## YOUR GOAL
In the entries below, which lines run from the one containing "filename tests/common/factory.rs" to the one containing "pub fn new(store: &'a"? Copy exactly those lines, ends included, and no others.

## RECORDS FOR PROCESSING
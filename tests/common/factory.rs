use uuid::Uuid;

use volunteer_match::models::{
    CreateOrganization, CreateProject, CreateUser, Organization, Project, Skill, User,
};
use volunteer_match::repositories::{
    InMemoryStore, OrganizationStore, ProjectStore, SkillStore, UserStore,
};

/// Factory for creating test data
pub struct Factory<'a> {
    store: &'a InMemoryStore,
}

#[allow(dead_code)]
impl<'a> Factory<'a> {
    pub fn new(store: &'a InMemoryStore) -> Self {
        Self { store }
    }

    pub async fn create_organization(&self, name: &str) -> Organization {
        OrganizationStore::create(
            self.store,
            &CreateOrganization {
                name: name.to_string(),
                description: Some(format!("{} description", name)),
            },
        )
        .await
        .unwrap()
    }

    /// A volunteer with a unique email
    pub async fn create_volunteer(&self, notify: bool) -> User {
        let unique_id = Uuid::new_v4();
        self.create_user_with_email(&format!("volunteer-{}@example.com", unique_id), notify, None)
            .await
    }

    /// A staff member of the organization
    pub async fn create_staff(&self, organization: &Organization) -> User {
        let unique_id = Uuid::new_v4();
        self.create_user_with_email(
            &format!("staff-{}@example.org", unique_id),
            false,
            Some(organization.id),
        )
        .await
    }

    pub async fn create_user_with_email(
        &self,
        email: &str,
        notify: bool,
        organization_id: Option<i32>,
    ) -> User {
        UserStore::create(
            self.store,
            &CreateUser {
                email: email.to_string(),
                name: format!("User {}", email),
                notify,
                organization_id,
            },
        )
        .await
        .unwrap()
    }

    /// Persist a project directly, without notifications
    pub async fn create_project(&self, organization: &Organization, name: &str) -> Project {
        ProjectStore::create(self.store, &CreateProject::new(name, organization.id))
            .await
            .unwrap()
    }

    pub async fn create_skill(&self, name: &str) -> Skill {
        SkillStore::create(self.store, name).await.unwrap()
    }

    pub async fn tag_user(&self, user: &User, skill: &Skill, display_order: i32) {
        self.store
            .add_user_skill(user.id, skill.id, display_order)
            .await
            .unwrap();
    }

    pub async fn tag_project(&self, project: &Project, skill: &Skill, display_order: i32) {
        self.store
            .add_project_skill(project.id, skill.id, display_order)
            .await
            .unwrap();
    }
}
...
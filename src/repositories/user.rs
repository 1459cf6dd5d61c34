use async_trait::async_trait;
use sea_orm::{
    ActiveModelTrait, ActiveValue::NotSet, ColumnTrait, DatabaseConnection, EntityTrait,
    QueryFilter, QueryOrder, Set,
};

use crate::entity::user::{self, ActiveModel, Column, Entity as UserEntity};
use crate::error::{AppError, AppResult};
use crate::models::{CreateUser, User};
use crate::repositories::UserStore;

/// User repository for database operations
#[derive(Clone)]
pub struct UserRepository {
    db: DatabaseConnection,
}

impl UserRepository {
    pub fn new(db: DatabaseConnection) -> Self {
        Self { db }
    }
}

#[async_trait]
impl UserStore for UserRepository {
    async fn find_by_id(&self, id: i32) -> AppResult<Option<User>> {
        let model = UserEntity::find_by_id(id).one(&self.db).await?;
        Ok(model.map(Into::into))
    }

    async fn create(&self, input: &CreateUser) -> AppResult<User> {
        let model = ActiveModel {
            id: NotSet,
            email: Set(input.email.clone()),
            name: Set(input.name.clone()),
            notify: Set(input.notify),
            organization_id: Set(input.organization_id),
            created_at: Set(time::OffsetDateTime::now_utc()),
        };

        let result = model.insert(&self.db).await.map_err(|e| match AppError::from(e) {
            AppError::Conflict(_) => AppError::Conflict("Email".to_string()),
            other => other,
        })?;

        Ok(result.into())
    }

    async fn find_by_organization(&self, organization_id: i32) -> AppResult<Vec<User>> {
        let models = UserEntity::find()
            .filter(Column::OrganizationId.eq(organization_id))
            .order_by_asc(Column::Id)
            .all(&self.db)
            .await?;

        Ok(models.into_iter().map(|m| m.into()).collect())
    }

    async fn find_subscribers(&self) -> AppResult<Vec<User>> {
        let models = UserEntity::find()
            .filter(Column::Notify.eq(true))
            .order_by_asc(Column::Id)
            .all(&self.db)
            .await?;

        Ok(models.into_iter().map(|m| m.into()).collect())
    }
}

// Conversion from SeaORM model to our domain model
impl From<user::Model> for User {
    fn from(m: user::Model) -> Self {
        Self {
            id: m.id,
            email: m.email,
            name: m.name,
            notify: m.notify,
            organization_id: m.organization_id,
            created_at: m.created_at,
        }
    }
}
--
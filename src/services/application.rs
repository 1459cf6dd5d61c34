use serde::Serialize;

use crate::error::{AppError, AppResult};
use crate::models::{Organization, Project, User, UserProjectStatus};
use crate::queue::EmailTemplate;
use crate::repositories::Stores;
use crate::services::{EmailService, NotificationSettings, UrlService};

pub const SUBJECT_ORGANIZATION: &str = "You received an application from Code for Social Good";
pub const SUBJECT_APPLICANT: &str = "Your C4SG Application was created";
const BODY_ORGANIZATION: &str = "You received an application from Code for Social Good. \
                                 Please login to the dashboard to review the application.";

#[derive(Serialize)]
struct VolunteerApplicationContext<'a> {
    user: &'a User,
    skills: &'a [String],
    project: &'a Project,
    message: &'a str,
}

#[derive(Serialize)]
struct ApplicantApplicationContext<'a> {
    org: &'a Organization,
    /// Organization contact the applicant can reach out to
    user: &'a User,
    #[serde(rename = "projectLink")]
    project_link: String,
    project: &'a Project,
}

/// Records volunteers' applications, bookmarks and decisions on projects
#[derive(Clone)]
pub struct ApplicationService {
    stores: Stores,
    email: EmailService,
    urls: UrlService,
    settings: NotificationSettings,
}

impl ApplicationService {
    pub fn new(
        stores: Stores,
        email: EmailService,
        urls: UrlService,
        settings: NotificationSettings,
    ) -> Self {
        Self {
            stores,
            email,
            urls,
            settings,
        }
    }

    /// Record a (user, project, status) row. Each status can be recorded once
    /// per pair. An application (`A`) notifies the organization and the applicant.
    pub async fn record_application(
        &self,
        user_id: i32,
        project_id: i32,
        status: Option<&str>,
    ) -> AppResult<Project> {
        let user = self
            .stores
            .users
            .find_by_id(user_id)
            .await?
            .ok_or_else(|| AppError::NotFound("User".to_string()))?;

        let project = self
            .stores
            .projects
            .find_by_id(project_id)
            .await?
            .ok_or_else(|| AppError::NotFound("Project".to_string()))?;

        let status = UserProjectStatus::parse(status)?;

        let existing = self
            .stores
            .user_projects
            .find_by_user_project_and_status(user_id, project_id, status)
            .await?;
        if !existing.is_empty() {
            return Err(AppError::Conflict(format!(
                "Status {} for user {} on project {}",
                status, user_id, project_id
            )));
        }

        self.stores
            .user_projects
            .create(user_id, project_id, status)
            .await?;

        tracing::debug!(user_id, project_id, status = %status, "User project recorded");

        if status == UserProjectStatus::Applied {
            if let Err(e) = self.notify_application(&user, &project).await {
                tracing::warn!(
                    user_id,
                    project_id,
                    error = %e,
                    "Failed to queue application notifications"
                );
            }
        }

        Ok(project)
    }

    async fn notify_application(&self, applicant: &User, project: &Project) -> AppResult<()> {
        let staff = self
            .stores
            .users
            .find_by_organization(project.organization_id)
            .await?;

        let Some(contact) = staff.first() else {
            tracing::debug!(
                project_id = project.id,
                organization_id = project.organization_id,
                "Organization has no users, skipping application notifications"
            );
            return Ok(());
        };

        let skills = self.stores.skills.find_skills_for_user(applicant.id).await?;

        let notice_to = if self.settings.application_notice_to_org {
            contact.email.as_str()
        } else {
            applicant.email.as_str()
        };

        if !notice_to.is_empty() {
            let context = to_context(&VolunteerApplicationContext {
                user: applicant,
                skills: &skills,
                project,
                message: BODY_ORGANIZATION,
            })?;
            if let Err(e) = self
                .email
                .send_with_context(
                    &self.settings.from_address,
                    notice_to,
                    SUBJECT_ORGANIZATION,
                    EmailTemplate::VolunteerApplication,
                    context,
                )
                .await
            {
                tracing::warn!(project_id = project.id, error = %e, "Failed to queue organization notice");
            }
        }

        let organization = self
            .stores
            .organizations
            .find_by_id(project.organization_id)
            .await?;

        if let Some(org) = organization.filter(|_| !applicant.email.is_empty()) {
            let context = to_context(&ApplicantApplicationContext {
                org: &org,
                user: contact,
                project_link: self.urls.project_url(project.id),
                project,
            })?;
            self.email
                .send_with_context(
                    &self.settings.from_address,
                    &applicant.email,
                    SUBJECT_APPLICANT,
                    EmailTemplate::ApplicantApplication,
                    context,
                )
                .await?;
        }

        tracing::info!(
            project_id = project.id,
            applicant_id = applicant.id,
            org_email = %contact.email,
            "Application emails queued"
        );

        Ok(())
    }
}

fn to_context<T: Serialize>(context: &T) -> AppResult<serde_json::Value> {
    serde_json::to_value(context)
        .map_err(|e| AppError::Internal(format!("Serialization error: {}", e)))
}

## ANSWER FOR THE TASK
filename tests/common/factory.rs
use uuid::Uuid;

use volunteer_match::models::{
    CreateOrganization, CreateProject, CreateUser, Organization, Project, Skill, User,
};
use volunteer_match::repositories::{
    InMemoryStore, OrganizationStore, ProjectStore, SkillStore, UserStore,
};

/// Factory for creating test data
pub struct Factory<'a> {
    store: &'a InMemoryStore,
}

#[allow(dead_code)]
impl<'a> Factory<'a> {
    pub fn new(store: &'a InMemoryStore) -> Self {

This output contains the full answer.